Both the line below containing "filename src/harness.rs" and the line containing "pub fn compare(case: &Case, snapshot_every: Option<usize>)", along with every line between them, should be repeated exactly; no other line belongs in the answer.

[[ AVAILABLE DATA open ]]

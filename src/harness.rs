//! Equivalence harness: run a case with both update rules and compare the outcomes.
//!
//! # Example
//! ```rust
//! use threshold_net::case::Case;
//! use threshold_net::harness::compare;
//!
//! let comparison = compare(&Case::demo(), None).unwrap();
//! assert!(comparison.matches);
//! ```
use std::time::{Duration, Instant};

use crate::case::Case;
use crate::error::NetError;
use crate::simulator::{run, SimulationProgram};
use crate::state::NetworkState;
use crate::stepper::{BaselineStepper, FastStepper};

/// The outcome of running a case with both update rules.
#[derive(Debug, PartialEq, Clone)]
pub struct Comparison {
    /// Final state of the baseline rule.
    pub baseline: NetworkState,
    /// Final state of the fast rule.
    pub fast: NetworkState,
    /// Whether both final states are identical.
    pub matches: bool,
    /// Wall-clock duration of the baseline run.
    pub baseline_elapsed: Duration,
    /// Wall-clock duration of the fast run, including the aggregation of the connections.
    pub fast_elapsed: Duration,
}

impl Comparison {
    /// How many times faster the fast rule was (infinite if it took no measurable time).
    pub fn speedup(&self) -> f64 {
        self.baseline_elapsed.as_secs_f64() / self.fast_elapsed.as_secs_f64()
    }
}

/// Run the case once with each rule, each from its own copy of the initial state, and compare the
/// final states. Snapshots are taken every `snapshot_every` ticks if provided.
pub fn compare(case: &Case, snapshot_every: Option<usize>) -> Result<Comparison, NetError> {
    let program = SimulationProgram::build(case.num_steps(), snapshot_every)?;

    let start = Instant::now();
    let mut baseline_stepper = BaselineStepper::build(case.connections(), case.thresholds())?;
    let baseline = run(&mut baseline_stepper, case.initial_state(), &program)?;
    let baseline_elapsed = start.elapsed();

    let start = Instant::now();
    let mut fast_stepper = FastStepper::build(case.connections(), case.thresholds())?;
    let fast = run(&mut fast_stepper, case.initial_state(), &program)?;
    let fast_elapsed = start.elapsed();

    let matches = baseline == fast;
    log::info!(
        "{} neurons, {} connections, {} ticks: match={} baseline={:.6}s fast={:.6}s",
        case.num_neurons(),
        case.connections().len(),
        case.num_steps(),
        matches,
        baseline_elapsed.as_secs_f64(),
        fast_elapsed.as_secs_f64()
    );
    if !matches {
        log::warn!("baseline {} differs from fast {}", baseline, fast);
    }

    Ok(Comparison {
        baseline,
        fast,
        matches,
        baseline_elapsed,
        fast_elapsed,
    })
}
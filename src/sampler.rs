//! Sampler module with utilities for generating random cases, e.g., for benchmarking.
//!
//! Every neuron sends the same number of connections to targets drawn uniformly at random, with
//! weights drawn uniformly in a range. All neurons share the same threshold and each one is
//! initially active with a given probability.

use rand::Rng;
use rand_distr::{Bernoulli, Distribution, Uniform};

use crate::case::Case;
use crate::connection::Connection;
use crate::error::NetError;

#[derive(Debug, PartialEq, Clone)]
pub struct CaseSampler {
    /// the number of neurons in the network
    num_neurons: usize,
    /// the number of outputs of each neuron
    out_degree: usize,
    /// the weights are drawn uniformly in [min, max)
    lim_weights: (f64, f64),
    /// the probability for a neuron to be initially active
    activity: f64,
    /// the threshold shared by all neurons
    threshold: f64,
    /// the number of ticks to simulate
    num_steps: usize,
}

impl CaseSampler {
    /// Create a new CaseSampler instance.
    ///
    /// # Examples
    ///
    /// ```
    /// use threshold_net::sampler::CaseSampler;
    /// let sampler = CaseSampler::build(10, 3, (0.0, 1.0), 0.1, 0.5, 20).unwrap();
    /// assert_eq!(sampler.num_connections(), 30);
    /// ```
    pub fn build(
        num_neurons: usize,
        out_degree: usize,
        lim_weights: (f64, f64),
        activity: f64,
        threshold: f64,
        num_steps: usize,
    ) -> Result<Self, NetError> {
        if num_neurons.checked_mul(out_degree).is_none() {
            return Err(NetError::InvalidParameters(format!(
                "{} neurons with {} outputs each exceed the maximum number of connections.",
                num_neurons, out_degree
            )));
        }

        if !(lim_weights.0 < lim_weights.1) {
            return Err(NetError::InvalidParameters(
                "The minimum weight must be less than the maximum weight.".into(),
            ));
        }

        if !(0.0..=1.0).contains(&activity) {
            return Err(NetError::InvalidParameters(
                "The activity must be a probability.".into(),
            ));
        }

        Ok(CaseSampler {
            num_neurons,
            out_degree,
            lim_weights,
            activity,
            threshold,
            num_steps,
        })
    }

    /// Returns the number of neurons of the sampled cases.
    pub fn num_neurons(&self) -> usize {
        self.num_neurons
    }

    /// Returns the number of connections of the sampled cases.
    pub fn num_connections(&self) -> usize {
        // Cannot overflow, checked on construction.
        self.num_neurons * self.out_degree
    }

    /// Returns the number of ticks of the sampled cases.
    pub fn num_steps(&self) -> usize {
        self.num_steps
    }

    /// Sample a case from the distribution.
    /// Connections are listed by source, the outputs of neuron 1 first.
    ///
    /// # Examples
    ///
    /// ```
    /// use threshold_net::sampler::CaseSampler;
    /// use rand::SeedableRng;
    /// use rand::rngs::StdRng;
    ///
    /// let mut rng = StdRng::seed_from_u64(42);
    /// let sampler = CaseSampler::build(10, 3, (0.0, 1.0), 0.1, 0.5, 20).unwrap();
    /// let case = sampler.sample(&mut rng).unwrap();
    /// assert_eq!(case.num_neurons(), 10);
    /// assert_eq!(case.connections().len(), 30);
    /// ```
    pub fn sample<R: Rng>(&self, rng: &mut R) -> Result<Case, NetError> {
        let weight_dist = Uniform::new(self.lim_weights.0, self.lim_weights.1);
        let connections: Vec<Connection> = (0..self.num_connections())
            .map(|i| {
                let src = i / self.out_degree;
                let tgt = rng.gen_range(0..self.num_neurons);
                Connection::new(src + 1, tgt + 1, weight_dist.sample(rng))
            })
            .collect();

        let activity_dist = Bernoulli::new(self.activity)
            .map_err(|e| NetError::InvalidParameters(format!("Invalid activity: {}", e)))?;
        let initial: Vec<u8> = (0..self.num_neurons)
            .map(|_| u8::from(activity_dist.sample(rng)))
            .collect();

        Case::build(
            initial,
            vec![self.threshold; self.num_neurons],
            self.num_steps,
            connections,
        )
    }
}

[[ AVAILABLE DATA closed ]]
[[ AVAILABLE DATA open ]]

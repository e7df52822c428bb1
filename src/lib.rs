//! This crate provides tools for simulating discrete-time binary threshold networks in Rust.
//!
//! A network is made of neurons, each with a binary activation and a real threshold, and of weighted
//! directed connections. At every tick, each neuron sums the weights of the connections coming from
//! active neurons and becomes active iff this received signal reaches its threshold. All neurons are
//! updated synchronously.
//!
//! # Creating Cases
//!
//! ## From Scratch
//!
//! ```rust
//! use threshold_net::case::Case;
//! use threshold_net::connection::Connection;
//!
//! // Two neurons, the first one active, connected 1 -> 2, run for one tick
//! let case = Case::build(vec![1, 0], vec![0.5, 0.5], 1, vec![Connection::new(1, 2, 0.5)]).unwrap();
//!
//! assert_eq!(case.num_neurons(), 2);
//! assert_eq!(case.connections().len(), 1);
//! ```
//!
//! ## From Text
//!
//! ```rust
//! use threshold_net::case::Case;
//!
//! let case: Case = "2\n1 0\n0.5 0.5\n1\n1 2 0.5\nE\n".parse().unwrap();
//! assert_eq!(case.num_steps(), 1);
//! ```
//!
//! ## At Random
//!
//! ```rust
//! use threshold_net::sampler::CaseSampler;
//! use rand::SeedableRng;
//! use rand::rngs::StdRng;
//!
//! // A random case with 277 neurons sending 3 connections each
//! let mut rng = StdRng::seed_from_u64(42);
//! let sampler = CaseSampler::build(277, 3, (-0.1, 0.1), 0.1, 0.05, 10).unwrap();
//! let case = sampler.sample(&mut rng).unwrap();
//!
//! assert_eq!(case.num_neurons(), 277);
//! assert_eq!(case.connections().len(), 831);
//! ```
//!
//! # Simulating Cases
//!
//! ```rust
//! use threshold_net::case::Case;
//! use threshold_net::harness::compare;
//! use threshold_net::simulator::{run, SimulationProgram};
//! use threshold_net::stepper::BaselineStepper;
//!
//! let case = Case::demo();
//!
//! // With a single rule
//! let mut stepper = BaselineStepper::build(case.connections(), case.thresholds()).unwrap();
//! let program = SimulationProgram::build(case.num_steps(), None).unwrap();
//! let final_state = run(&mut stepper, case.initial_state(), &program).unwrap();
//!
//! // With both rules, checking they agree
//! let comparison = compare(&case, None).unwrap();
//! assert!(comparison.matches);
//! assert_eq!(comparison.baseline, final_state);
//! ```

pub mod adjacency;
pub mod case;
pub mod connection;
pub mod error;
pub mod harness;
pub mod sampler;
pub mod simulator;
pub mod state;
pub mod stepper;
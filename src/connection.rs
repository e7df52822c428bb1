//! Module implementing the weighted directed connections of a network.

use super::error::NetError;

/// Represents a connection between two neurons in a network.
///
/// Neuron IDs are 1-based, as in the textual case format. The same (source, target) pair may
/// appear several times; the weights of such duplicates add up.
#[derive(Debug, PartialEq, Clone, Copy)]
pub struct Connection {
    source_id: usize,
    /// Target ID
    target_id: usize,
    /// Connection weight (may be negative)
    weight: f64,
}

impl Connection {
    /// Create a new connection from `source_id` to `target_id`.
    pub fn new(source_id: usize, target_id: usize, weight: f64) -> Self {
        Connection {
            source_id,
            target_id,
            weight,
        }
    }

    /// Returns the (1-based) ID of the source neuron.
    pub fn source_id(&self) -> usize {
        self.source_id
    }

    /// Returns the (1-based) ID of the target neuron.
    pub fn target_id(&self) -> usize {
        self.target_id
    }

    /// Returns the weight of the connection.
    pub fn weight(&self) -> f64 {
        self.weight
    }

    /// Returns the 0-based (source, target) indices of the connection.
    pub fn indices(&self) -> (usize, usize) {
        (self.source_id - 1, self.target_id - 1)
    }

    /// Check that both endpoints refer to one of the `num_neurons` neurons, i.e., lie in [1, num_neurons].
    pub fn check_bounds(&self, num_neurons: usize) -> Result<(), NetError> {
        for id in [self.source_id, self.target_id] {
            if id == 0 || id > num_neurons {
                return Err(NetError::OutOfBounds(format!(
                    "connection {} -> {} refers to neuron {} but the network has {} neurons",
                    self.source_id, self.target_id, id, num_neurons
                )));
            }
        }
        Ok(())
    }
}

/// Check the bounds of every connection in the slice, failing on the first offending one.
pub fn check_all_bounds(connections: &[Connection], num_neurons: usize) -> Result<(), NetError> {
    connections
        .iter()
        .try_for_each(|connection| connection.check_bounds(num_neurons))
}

[[ AVAILABLE DATA closed ]]
[[ AVAILABLE DATA open ]]

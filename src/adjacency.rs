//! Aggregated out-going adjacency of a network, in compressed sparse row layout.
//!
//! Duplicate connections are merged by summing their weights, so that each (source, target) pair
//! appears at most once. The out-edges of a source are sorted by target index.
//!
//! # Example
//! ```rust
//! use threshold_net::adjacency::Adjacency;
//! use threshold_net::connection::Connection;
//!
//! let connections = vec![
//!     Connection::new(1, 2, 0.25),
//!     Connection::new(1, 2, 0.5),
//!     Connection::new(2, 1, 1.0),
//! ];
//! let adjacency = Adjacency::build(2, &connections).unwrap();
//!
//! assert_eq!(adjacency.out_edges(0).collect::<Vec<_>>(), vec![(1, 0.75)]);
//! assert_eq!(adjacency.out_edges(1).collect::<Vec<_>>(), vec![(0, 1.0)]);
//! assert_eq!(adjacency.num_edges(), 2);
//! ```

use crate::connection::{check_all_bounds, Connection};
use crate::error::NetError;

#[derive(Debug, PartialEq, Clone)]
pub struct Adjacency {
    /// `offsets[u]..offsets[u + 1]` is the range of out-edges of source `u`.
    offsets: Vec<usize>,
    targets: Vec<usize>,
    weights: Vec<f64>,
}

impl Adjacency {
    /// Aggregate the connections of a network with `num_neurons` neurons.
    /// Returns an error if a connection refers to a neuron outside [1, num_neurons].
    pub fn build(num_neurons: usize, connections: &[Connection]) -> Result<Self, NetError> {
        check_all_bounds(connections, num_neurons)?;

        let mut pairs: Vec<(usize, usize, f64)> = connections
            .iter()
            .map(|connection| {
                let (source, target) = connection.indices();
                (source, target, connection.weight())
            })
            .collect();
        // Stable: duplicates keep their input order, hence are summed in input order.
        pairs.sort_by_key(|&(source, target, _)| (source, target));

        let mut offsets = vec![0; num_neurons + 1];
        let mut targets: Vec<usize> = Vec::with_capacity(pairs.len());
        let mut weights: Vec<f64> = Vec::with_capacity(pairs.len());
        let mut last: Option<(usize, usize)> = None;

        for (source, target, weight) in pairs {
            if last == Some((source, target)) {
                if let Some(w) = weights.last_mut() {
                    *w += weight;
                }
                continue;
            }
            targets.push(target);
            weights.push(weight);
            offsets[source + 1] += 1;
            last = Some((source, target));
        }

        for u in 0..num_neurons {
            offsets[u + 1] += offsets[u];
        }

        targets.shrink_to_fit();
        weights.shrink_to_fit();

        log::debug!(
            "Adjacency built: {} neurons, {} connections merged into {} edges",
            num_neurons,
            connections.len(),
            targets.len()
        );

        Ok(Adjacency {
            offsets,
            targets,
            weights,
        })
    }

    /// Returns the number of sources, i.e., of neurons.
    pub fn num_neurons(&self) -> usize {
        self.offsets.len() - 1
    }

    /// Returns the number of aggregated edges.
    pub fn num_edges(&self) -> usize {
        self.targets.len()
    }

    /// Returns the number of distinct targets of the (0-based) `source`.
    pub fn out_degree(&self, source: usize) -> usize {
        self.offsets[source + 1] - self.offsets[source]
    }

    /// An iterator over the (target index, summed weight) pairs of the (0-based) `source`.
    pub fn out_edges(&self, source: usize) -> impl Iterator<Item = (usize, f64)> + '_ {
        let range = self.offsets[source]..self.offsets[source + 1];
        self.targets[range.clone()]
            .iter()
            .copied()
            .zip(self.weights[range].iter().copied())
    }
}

[[ AVAILABLE DATA closed ]]

→ **ANSWER TO THIS EXERCISE**:
filename src/harness.rs
//! Equivalence harness: run a case with both update rules and compare the outcomes.
//!
//! # Example
//! ```rust
//! use threshold_net::case::Case;
//! use threshold_net::harness::compare;
//!
//! let comparison = compare(&Case::demo(), None).unwrap();
//! assert!(comparison.matches);
//! ```
use std::time::{Duration, Instant};

use crate::case::Case;
use crate::error::NetError;
use crate::simulator::{run, SimulationProgram};
use crate::state::NetworkState;
use crate::stepper::{BaselineStepper, FastStepper};

/// The outcome of running a case with both update rules.
#[derive(Debug, PartialEq, Clone)]
pub struct Comparison {
    /// Final state of the baseline rule.
    pub baseline: NetworkState,
    /// Final state of the fast rule.
    pub fast: NetworkState,
    /// Whether both final states are identical.
    pub matches: bool,
    /// Wall-clock duration of the baseline run.
    pub baseline_elapsed: Duration,
    /// Wall-clock duration of the fast run, including the aggregation of the connections.
    pub fast_elapsed: Duration,
}

impl Comparison {
    /// How many times faster the fast rule was (infinite if it took no measurable time).
    pub fn speedup(&self) -> f64 {
        self.baseline_elapsed.as_secs_f64() / self.fast_elapsed.as_secs_f64()
    }
}

/// Run the case once with each rule, each from its own copy of the initial state, and compare the
/// final states. Snapshots are taken every `snapshot_every` ticks if provided.
pub fn compare(case: &Case, snapshot_every: Option<usize>) -> Result<Comparison, NetError> {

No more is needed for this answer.